WEYDEN, Rogier van der
(b. 1400, Tournai, d. 1464, Bruxelles)

The Magdalene Reading

c. 1445
Oil, transferred from wood to mahogany, 62 x 55 cm
National Gallery, London

Parallels can be found in Campin's work for setting sacred scenes in contemporary domestic interiors like the one depicted here. This beautiful figure seated on a cushion reading a devotional book can be identified as Mary Magdalene by the jar at her side, in reference to the ointment with which she anointed Christ's feet (Luke 7:37-8). When the painting was cleaned in 1956 it was discovered that its dark uniform background, applied probably in the nineteenth century, had concealed the body of Saint Joseph holding a rosary, part of a window with a landscape view, and the foot and crimson drapery of another figure, identified as Saint John the Evangelist by reference to a late fifteenth-century drawing of a similar composition showing the Virgin and Child surrounded by saints. The altarpiece from which this picture was cut has been partially reconstructed with the help of that drawing and two other surviving fragments, one of them the head of Saint Joseph and the other the head of a female saint, both now in Lisbon. The whole picture is estimated to have been about one metre high and one and a half or more metres wide.

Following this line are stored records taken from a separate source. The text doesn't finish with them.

//! Config command implementation

use clap::Subcommand;
use std::path::{Path, PathBuf};
use std::process::ExitCode;

use crate::config::{check_config_file, find_config, save_config, Config, ConfigError, CONFIG_FILE_NAME};
use crate::schema::write_config;

use super::{load_settings, EXIT_ERROR, EXIT_SUCCESS};

#[derive(Subcommand)]
pub enum ConfigAction {
    /// Write a config file holding the defaults
    Init {
        /// Where to write it (default: ./config.lua)
        path: Option<PathBuf>,

        /// Overwrite an existing file
        #[arg(long)]
        force: bool,
    },
    /// Print the effective config after migration and sanitizing
    Show {
        /// Output as JSON
        #[arg(long)]
        json: bool,
    },
}

/// Execute a config subcommand
pub fn run_config(action: ConfigAction, config_path: Option<&Path>) -> ExitCode {
    match action {
        ConfigAction::Init { path, force } => {
            let path = path
                .or_else(|| config_path.map(Path::to_path_buf))
                .unwrap_or_else(|| PathBuf::from(CONFIG_FILE_NAME));
            run_init(&path, force)
        }
        ConfigAction::Show { json } => run_show(config_path, json),
    }
}

fn run_init(path: &Path, force: bool) -> ExitCode {
    if path.exists() && !force {
        eprintln!("Error: '{}' already exists (use --force to overwrite)", path.display());
        return ExitCode::from(EXIT_ERROR);
    }

    if let Err(e) = save_config(path, &Config::default()) {
        eprintln!("Error: Cannot write '{}': {}", path.display(), e);
        return ExitCode::from(EXIT_ERROR);
    }

    println!("Created {}", path.display());
    ExitCode::from(EXIT_SUCCESS)
}

fn run_show(config_path: Option<&Path>, json: bool) -> ExitCode {
    let source = config_path.map(Path::to_path_buf).or_else(find_config);
    let config = match load_settings("config", source.as_deref()) {
        Ok(c) => c,
        Err(code) => return code,
    };

    match &source {
        Some(path) => {
            eprintln!("Config: {}", path.display());
            // Values that loading coerced are still worth knowing about
            if let Err(ConfigError::Validation(errors)) = check_config_file(path) {
                for e in errors {
                    eprintln!("Warning: {} (sanitized)", e);
                }
            }
        }
        None => eprintln!("Config: no {} found, using defaults", CONFIG_FILE_NAME),
    }

    if json {
        match serde_json::to_string_pretty(&config) {
            Ok(text) => println!("{}", text),
            Err(e) => {
                eprintln!("Error: Cannot serialize config: {}", e);
                return ExitCode::from(EXIT_ERROR);
            }
        }
    } else {
        print!("{}", write_config(&config));
    }

    ExitCode::from(EXIT_SUCCESS)
}
//! Transport abstraction for the Pulsewire duplex connection.
//!
//! A [`Transport`] moves whole [`Frame`]s between the client and the service.
//! A [`Connector`] opens a new transport for a URL; the session uses it for
//! the first connect and for every reconnection attempt, so custom transports
//! plug in by implementing both traits.
//!
//! # Implementing a Custom Transport
//!
//! ```rust,no_run
//! use async_trait::async_trait;
//! use pulsewire_client::error::PulsewireError;
//! use pulsewire_client::transport::{Connector, Frame, Transport};
//!
//! struct MyTransport { /* ... */ }
//!
//! #[async_trait]
//! impl Transport for MyTransport {
//!     async fn send(&mut self, frame: Frame) -> Result<(), PulsewireError> {
//!         todo!()
//!     }
//!
//!     async fn recv(&mut self) -> Option<Result<Frame, PulsewireError>> {
//!         todo!()
//!     }
//!
//!     async fn close(&mut self) -> Result<(), PulsewireError> {
//!         todo!()
//!     }
//! }
//!
//! struct MyConnector;
//!
//! #[async_trait]
//! impl Connector for MyConnector {
//!     async fn connect(&self, url: &str) -> Result<Box<dyn Transport>, PulsewireError> {
//!         Ok(Box::new(MyTransport { /* ... */ }))
//!     }
//! }
//! ```

use async_trait::async_trait;

use crate::error::PulsewireError;

/// One complete frame on the duplex connection.
#[derive(Debug, Clone, PartialEq, Eq)]
pub enum Frame {
    /// UTF-8 text frame (JSON).
    Text(String),
    /// Binary frame (length-prefixed protocol frame, or JSON bytes).
    Binary(Vec<u8>),
}

/// A bidirectional frame transport.
///
/// # Cancel Safety
///
/// [`recv`](Transport::recv) **MUST** be cancel-safe because the session
/// awaits it inside `tokio::select!`. Channel-based implementations are
/// naturally cancel-safe.
#[async_trait]
pub trait Transport: Send + 'static {
    /// Send one frame.
    ///
    /// # Errors
    ///
    /// Returns [`PulsewireError::TransportSend`] or
    /// [`PulsewireError::TransportClosed`] when the frame cannot be written.
    async fn send(&mut self, frame: Frame) -> Result<(), PulsewireError>;

    /// Receive the next frame.
    ///
    /// Returns `Some(Ok(frame))` for a frame, `Some(Err(e))` on a transport
    /// error and `None` when the peer closed the connection cleanly.
    async fn recv(&mut self) -> Option<Result<Frame, PulsewireError>>;

    /// Close the connection. Must release resources even if the close
    /// handshake fails.
    async fn close(&mut self) -> Result<(), PulsewireError>;
}

/// Opens transports. Held by the session for its whole lifetime.
#[async_trait]
pub trait Connector: Send + Sync + 'static {
    /// Open a transport to `url`.
    ///
    /// # Errors
    ///
    /// Retriable errors ([`PulsewireError::is_retriable`]) send the session
    /// through the backoff path; any other error moves it to `failed`.
    async fn connect(&self, url: &str) -> Result<Box<dyn Transport>, PulsewireError>;
}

Van der Weyden's mastery of exquisitely painted naturalistic detail is as apparent here in the nailheads of the floor and Joseph's crystal rosary beads as it is in the gold brocade of the Magdalen's underskirt. In later paintings, however, he combined realistic details with the expression of intense pathos or deep piety, in contrast to his ever-impassive older contemporary, Jan van Eyck.

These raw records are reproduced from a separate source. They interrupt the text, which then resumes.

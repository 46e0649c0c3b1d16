//! HMAC-SHA256 signing for channel authorization, webhooks and the publish
//! API.
//!
//! All verification goes through [`Mac::verify_slice`], which compares in
//! constant time.

use hmac::{Hmac, Mac};
use serde_json::Value;
use sha2::{Digest, Sha256};

use crate::auth::AuthorizationResult;
use crate::channel::ChannelKind;
use crate::error::{PulsewireError, Result};
use crate::protocol::id_from_value;
use crate::validation::{validate_channel_name, validate_socket_id, ValidationError};

type HmacSha256 = Hmac<Sha256>;

fn mac(secret: &str) -> Result<HmacSha256> {
    HmacSha256::new_from_slice(secret.as_bytes())
        .map_err(|e| PulsewireError::Signing(format!("HMAC key error: {e}")))
}

/// Hex-encoded HMAC-SHA256 of `message` under `secret`.
pub fn sign(secret: &str, message: &[u8]) -> Result<String> {
    let mut mac = mac(secret)?;
    mac.update(message);
    Ok(hex::encode(mac.finalize().into_bytes()))
}

/// Check a hex signature in constant time. Malformed hex never matches.
pub fn verify(secret: &str, message: &[u8], signature_hex: &str) -> bool {
    let Ok(expected) = hex::decode(signature_hex) else {
        return false;
    };
    let Ok(mut mac) = mac(secret) else {
        return false;
    };
    mac.update(message);
    mac.verify_slice(&expected).is_ok()
}

/// Hex SHA-256 digest, used for the `body_sha256` request parameter.
pub fn sha256_hex(body: &[u8]) -> String {
    hex::encode(Sha256::digest(body))
}

/// `socket_id:channel[:channel_data]`.
pub fn channel_signing_string(socket_id: &str, channel: &str, channel_data: Option<&str>) -> String {
    match channel_data {
        Some(data) => format!("{socket_id}:{channel}:{data}"),
        None => format!("{socket_id}:{channel}"),
    }
}

/// Produce the authorization string a subscriber needs to join a private or
/// presence channel.
///
/// Inputs are validated before any signing. Presence channels require
/// `user_data.user_id` (string or number); the serialized user data is
/// signed and returned as `channel_data`.
///
/// # Example
///
/// ```
/// use pulsewire_client::signature::{authorize_channel, verify_channel_auth};
///
/// let result = authorize_channel("secret", "123.456", "private-orders", None).unwrap();
/// assert!(result.auth.starts_with("123.456:"));
/// assert!(verify_channel_auth("secret", "123.456", "private-orders", None, &result.auth));
/// ```
pub fn authorize_channel(
    secret: &str,
    socket_id: &str,
    channel: &str,
    user_data: Option<&Value>,
) -> Result<AuthorizationResult> {
    validate_channel_name(channel)?;
    validate_socket_id(socket_id)?;

    let channel_data = if ChannelKind::from_name(channel) == ChannelKind::Presence {
        let data = user_data.ok_or(ValidationError::MissingUserId)?;
        data.get("user_id")
            .and_then(id_from_value)
            .ok_or(ValidationError::MissingUserId)?;
        Some(data.to_string())
    } else {
        None
    };

    let signature = sign(
        secret,
        channel_signing_string(socket_id, channel, channel_data.as_deref()).as_bytes(),
    )?;
    Ok(AuthorizationResult {
        auth: format!("{socket_id}:{signature}"),
        channel_data,
    })
}

/// Verify an authorization string produced by [`authorize_channel`].
pub fn verify_channel_auth(
    secret: &str,
    socket_id: &str,
    channel: &str,
    channel_data: Option<&str>,
    auth: &str,
) -> bool {
    let Some(signature) = auth
        .strip_prefix(socket_id)
        .and_then(|rest| rest.strip_prefix(':'))
    else {
        return false;
    };
    verify(
        secret,
        channel_signing_string(socket_id, channel, channel_data).as_bytes(),
        signature,
    )
}

#[cfg(test)]
#[allow(
    clippy::unwrap_used,
    clippy::expect_used,
    clippy::panic,
    clippy::todo,
    clippy::unimplemented,
    clippy::indexing_slicing
)]
mod tests {
    use super::*;
    use serde_json::json;

    const SECRET: &str = "7ad3773142a6692b25b8";

    #[test]
    fn sign_is_hex_hmac_sha256() {
        // RFC 4231 test case 2.
        let sig = sign("Jefe", b"what do ya want for nothing?").unwrap();
        assert_eq!(
            sig,
            "5bdcc146bf60754e6a042426089575c75a003f089d2739839dec58b964ec3843"
        );
    }

    #[test]
    fn private_channel_auth_round_trips() {
        let result = authorize_channel(SECRET, "1234.1234", "private-foobar", None).unwrap();
        assert_eq!(result.channel_data, None);
        assert!(verify_channel_auth(
            SECRET,
            "1234.1234",
            "private-foobar",
            None,
            &result.auth
        ));
        assert!(!verify_channel_auth(
            SECRET,
            "1234.1235",
            "private-foobar",
            None,
            &result.auth
        ));
    }

    #[test]
    fn presence_auth_signs_channel_data() {
        let user = json!({"user_id": 10, "user_info": {"name": "Mr. Channel"}});
        let result = authorize_channel(SECRET, "1234.1234", "presence-foobar", Some(&user)).unwrap();
        let data = result.channel_data.clone().unwrap();
        assert_eq!(serde_json::from_str::<Value>(&data).unwrap(), user);
        assert!(verify_channel_auth(
            SECRET,
            "1234.1234",
            "presence-foobar",
            Some(&data),
            &result.auth
        ));
        assert!(!verify_channel_auth(
            SECRET,
            "1234.1234",
            "presence-foobar",
            Some(r#"{"user_id":11}"#),
            &result.auth
        ));
        assert!(!verify_channel_auth(
            SECRET,
            "1234.1234",
            "presence-foobar",
            None,
            &result.auth
        ));
    }

    #[test]
    fn any_single_bit_flip_is_rejected() {
        let result = authorize_channel(SECRET, "1.2", "private-a", None).unwrap();
        let signature = result.auth.strip_prefix("1.2:").unwrap();
        let mut bytes = hex::decode(signature).unwrap();
        for i in 0..bytes.len() * 8 {
            bytes[i / 8] ^= 1 << (i % 8);
            let mutated = format!("1.2:{}", hex::encode(&bytes));
            assert!(!verify_channel_auth(SECRET, "1.2", "private-a", None, &mutated), "bit {i}");
            bytes[i / 8] ^= 1 << (i % 8);
        }
        assert!(verify_channel_auth(
            SECRET,
            "1.2",
            "private-a",
            None,
            &format!("1.2:{}", hex::encode(&bytes))
        ));
    }

    #[test]
    fn validation_runs_before_signing() {
        let err = authorize_channel(SECRET, "bad", "private-a", None).unwrap_err();
        assert!(matches!(
            err,
            PulsewireError::Validation(ValidationError::InvalidSocketId(_))
        ));
        let err = authorize_channel(SECRET, "1.2", "private a", None).unwrap_err();
        assert!(matches!(
            err,
            PulsewireError::Validation(ValidationError::InvalidChannelName(_))
        ));
        let err = authorize_channel(SECRET, "1.2", "presence-a", Some(&json!({"name": "x"})))
            .unwrap_err();
        assert!(matches!(
            err,
            PulsewireError::Validation(ValidationError::MissingUserId)
        ));
        let err = authorize_channel(SECRET, "1.2", "presence-a", None).unwrap_err();
        assert!(matches!(
            err,
            PulsewireError::Validation(ValidationError::MissingUserId)
        ));
    }

    #[test]
    fn malformed_signature_hex_never_verifies() {
        assert!(!verify(SECRET, b"body", "zz"));
        assert!(!verify(SECRET, b"body", ""));
    }

    #[test]
    fn sha256_of_empty_body() {
        assert_eq!(
            sha256_hex(b""),
            "e3b0c44298fc1c149afbf4c8996fb92427ae41e4649b934ca495991b7852b855"
        );
    }
}
#![no_main]

use libfuzzer_sys::fuzz_target;
use pulsewire_client::codec;

fuzz_target!(|data: &[u8]| {
    // Binary frames: header, metadata length and truncation checks.
    if let Ok(message) = codec::decode_binary(data) {
        // Anything that decodes must survive a re-encode.
        let _ = codec::encode(&message, codec::OutboundEncoding::Binary);
    }

    if let Ok(text) = std::str::from_utf8(data) {
        let _ = codec::decode_text(text);
    }
});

The panel depicting Mary Magdalene was sawn out of a large altarpiece. The figure of the saint - very reminiscent of the figure of St Barbara in the Werl Altarpiece (Prado, Madrid), and probably deriving from the same model - is extremely well painted; her delicate face, in its detailed elaboration and expression, is close to that of St Veronica on the right wing of the Crucifixion Triptych (Kunsthistorisches Museum, Vienna). But the floor and the cupboard behind Mary Magdalene, much too narrow and papery in effect, are insubstantial and uninspired. This weakness is particularly clear if we compare the jar of ointment held by the saint with the same attribute in other pictures by Rogier.

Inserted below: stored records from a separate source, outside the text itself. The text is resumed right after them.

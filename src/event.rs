//! Events emitted by the background session to the application.

use std::time::Duration;

use crate::channel::Member;
use crate::connection::{ConnectionState, StateChange};
use crate::protocol::Message;

/// Everything the session reports on the event receiver returned by
/// [`PulsewireClient::start`](crate::PulsewireClient::start).
#[derive(Debug, Clone, PartialEq)]
pub enum ClientEvent {
    /// The connection state changed. Always delivered, even when the event
    /// channel is full.
    StateChanged {
        previous: ConnectionState,
        current: ConnectionState,
    },

    /// The service assigned a connection id.
    ConnectionEstablished { socket_id: String },

    /// A reconnection attempt has been scheduled. `attempt` is 1-based.
    ReconnectScheduled { attempt: u32, delay: Duration },

    /// The service confirmed a channel subscription.
    SubscriptionSucceeded { channel: String },

    /// Authorization or the service rejected a channel subscription.
    SubscriptionError { channel: String, error: String },

    /// A member joined a presence channel.
    MemberAdded { channel: String, member: Member },

    /// A member left a presence channel.
    MemberRemoved { channel: String, member: Member },

    /// An application event, with or without a channel.
    Message(Message),

    /// An inbound frame was dropped because it could not be decoded.
    DecodeError { error: String },

    /// The service (or the session) reported an error.
    Error { code: Option<u16>, message: String },
}

impl From<StateChange> for ClientEvent {
    fn from(change: StateChange) -> Self {
        Self::StateChanged {
            previous: change.previous,
            current: change.current,
        }
    }
}

impl ClientEvent {
    /// The new state, for `StateChanged` events.
    pub fn state(&self) -> Option<ConnectionState> {
        match self {
            Self::StateChanged { current, .. } => Some(*current),
            _ => None,
        }
    }
}
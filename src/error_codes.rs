//! Service error codes carried by `<ns>:error` frames.
//!
//! Codes are grouped in ranges that decide how the session reacts:
//!
//! | Range     | Reaction                                   |
//! |-----------|--------------------------------------------|
//! | 4000–4099 | fatal: close, state `failed`, no retry     |
//! | 4100–4199 | close and reconnect with backoff           |
//! | 4200–4299 | close and reconnect immediately            |
//! | 4300–4399 | informational, connection stays up         |

use std::fmt;

/// How the session reacts to an error code.
#[derive(Debug, Clone, Copy, PartialEq, Eq)]
pub enum ReconnectStrategy {
    Fatal,
    Backoff,
    Immediate,
    Informational,
}

impl ReconnectStrategy {
    /// Strategy for a code from an `<ns>:error` frame. Frames without a code,
    /// or with a code outside the known ranges, are informational.
    pub fn for_code(code: Option<u16>) -> Self {
        match code {
            Some(4000..=4099) => Self::Fatal,
            Some(4100..=4199) => Self::Backoff,
            Some(4200..=4299) => Self::Immediate,
            _ => Self::Informational,
        }
    }
}

/// Error codes documented by the service.
#[derive(Debug, Clone, Copy, PartialEq, Eq, Hash)]
pub enum ErrorCode {
    // Fatal
    SslRequired,
    ApplicationNotFound,
    ApplicationDisabled,
    ConnectionQuotaExceeded,
    PathNotFound,
    InvalidProtocolVersion,
    Unauthorized,

    // Reconnect with backoff
    OverCapacity,

    // Reconnect immediately
    GenericReconnect,
    PongNotReceived,
    ClosedAfterInactivity,

    // Informational
    ClientEventRejected,
}

impl ErrorCode {
    /// Look up a numeric code.
    pub fn from_code(code: u16) -> Option<Self> {
        Some(match code {
            4000 => Self::SslRequired,
            4001 => Self::ApplicationNotFound,
            4003 => Self::ApplicationDisabled,
            4004 => Self::ConnectionQuotaExceeded,
            4005 => Self::PathNotFound,
            4006 => Self::InvalidProtocolVersion,
            4009 => Self::Unauthorized,
            4100 => Self::OverCapacity,
            4200 => Self::GenericReconnect,
            4201 => Self::PongNotReceived,
            4202 => Self::ClosedAfterInactivity,
            4301 => Self::ClientEventRejected,
            _ => return None,
        })
    }

    /// Numeric wire code.
    pub fn code(self) -> u16 {
        match self {
            Self::SslRequired => 4000,
            Self::ApplicationNotFound => 4001,
            Self::ApplicationDisabled => 4003,
            Self::ConnectionQuotaExceeded => 4004,
            Self::PathNotFound => 4005,
            Self::InvalidProtocolVersion => 4006,
            Self::Unauthorized => 4009,
            Self::OverCapacity => 4100,
            Self::GenericReconnect => 4200,
            Self::PongNotReceived => 4201,
            Self::ClosedAfterInactivity => 4202,
            Self::ClientEventRejected => 4301,
        }
    }

    pub fn strategy(self) -> ReconnectStrategy {
        ReconnectStrategy::for_code(Some(self.code()))
    }

    /// Returns a human-readable description of this error code.
    pub fn description(self) -> &'static str {
        match self {
            Self::SslRequired => "The application only accepts encrypted (wss) connections.",
            Self::ApplicationNotFound => {
                "No application matches the supplied key. Verify the key is correct."
            }
            Self::ApplicationDisabled => {
                "The application has been disabled. Contact the administrator for assistance."
            }
            Self::ConnectionQuotaExceeded => {
                "The application has reached its connection quota."
            }
            Self::PathNotFound => "The connection path was not recognized by the service.",
            Self::InvalidProtocolVersion => {
                "The client speaks a protocol version the service does not support. Please upgrade."
            }
            Self::Unauthorized => "The connection was rejected because the credential is not valid.",
            Self::OverCapacity => {
                "The service is over capacity. The client will retry with backoff."
            }
            Self::GenericReconnect => "The service asked the client to reconnect.",
            Self::PongNotReceived => {
                "The service did not receive a pong in time and closed the connection."
            }
            Self::ClosedAfterInactivity => "The connection was closed after a period of inactivity.",
            Self::ClientEventRejected => {
                "A client event was rejected, typically because of rate limiting."
            }
        }
    }
}

impl fmt::Display for ErrorCode {
    fn fmt(&self, f: &mut fmt::Formatter<'_>) -> fmt::Result {
        write!(f, "{} ({})", self.description(), self.code())
    }
}

#[cfg(test)]
#[allow(
    clippy::unwrap_used,
    clippy::expect_used,
    clippy::panic,
    clippy::todo,
    clippy::unimplemented,
    clippy::indexing_slicing
)]
mod tests {
    use super::*;

    #[test]
    fn ranges_map_to_strategies() {
        assert_eq!(ReconnectStrategy::for_code(Some(4000)), ReconnectStrategy::Fatal);
        assert_eq!(ReconnectStrategy::for_code(Some(4099)), ReconnectStrategy::Fatal);
        assert_eq!(ReconnectStrategy::for_code(Some(4100)), ReconnectStrategy::Backoff);
        assert_eq!(ReconnectStrategy::for_code(Some(4250)), ReconnectStrategy::Immediate);
        assert_eq!(ReconnectStrategy::for_code(Some(4301)), ReconnectStrategy::Informational);
        assert_eq!(ReconnectStrategy::for_code(None), ReconnectStrategy::Informational);
        assert_eq!(ReconnectStrategy::for_code(Some(1006)), ReconnectStrategy::Informational);
    }

    #[test]
    fn known_codes_round_trip() {
        for code in [4000, 4001, 4003, 4004, 4005, 4006, 4009, 4100, 4200, 4201, 4202, 4301] {
            assert_eq!(ErrorCode::from_code(code).unwrap().code(), code);
        }
        assert_eq!(ErrorCode::from_code(4002), None);
    }

    #[test]
    fn strategy_follows_range() {
        assert_eq!(ErrorCode::Unauthorized.strategy(), ReconnectStrategy::Fatal);
        assert_eq!(ErrorCode::PongNotReceived.strategy(), ReconnectStrategy::Immediate);
    }

    #[test]
    fn every_code_has_a_description() {
        for code in 4000..4400 {
            if let Some(known) = ErrorCode::from_code(code) {
                assert!(!known.description().is_empty());
            }
        }
    }
}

It is unlikely that Rogier was deliberately trying to create abstract effects in his figures, to match a striking effect of reduction in the general structure of their surroundings. Earlier and later works alike show no such simplification. More probably, he delegated the execution of less important parts of the picture to his assistants in both the Crucifixion Triptych and the altarpiece to which the Mary Magdalene once belonged. Many figures in the mutilated altarpiece were obviously by another painter.